Tupelo3, thanks very much for your substantial response.

I used the word "theory" when perhaps I should have been using the word "hypothesis".

Hypothesis No 1:
During bouts of fever or infection, the mitochondria within dopamine neurons release a specific protein, which is transported to the wall of the cell, where it acts as an antigen, signalling T cells to attack the neuron. This process is normally prevented from occurring by the actions of the proteins Parkin and PINK1, except in PWPs, where the c-Abl enzyme interferes with the normal operation of Parkin.

​Hypothesis No 2:
From your text: "... the theory that reducing c-Abl will reduce the breakdown of other kinases, like Parkin and Pink1, allowing them to function normally in protein [e.g. alpha-synuclein] clearance."

Hypothesis No 3:
Within the dopamine neurons of non-PWPs, PINK1 proteins phosphorylate PARIS proteins, and this then enables Parkin proteins to ubiquitinate PARIS proteins, and this then enables PARIS proteins to be degraded by proteasomes.

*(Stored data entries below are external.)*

/// Player page embedding third-party video-hosting iframes.
use scraper::{Html, Selector};
use std::collections::BTreeMap;
use tracing::debug;

use crate::error::ScrapeError;
use crate::text::host_of;

/// Player page reduced to its viable hosting iframe candidates, in listing
/// order.
#[derive(Debug, Clone)]
pub struct PlayerPage {
    pub url: String,
    pub candidates: Vec<String>,
}

impl PlayerPage {
    /// Discover hosting iframes scoped to the page's tab container, keeping
    /// only sources whose host appears in the bitrate table. Zero surviving
    /// candidates is the terminal failure for an episode with no resolvable
    /// video.
    pub fn parse(
        url: &str,
        html: &str,
        hosts: &BTreeMap<String, u32>,
    ) -> Result<Self, ScrapeError> {
        let document = Html::parse_document(html);
        let iframe_selector = Selector::parse(".postTabs_divs iframe").expect("valid selector");

        let candidates: Vec<String> = document
            .select(&iframe_selector)
            .filter_map(|iframe| iframe.value().attr("src"))
            .filter(|src| match host_of(src) {
                Some(host) => hosts.contains_key(&host),
                None => {
                    debug!("discarding iframe with unparseable src: {}", src);
                    false
                }
            })
            .map(str::to_string)
            .collect();

        if candidates.is_empty() {
            return Err(ScrapeError::NoSource(url.to_string()));
        }

        Ok(Self {
            url: url.to_string(),
            candidates,
        })
    }
}

#[cfg(test)]
mod tests {
    use super::*;
    use crate::config::Config;

    fn player_html() -> &'static str {
        r#"
        <html><body>
        <div class="entry">
            <div class="postTabs_divs">
                <iframe src="http://vshare.eu/embed/abc123"></iframe>
                <iframe src="http://ads.example.com/banner"></iframe>
                <iframe src="http://played.to/embed/def456"></iframe>
            </div>
            <iframe src="http://vk.com/outside-tab-container"></iframe>
        </div>
        </body></html>
        "#
    }

    #[test]
    fn test_candidates_filtered_to_known_hosts() {
        let config = Config::default();
        let page =
            PlayerPage::parse("http://www.couchtuner.eu/ep/", player_html(), &config.hosts)
                .unwrap();

        assert_eq!(
            page.candidates,
            vec![
                "http://vshare.eu/embed/abc123".to_string(),
                "http://played.to/embed/def456".to_string(),
            ]
        );
    }

    #[test]
    fn test_zero_known_host_candidates_is_no_source() {
        let config = Config::default();
        let html = r#"
        <html><body>
        <div class="postTabs_divs">
            <iframe src="http://ads.example.com/banner"></iframe>
        </div>
        </body></html>
        "#;

        let err = PlayerPage::parse("http://www.couchtuner.eu/ep/", html, &config.hosts)
            .unwrap_err();
        assert!(matches!(err, ScrapeError::NoSource(_)));
    }
}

This keeps the number of PARIS proteins in check, thus ensuring that dopamine neurons are not killed by excess amounts of the PARIS protein. However, in PWPs, c-Abl interferes with Parkin, and this stops Parkin from being able to ubiquitinate PARIS.

All three hypotheses have in common the phosphorylation by c-Abl of Parkin. They all support a general "theory" (or broad hypothesis) that inhibition of c-Abl may be neuroprotective.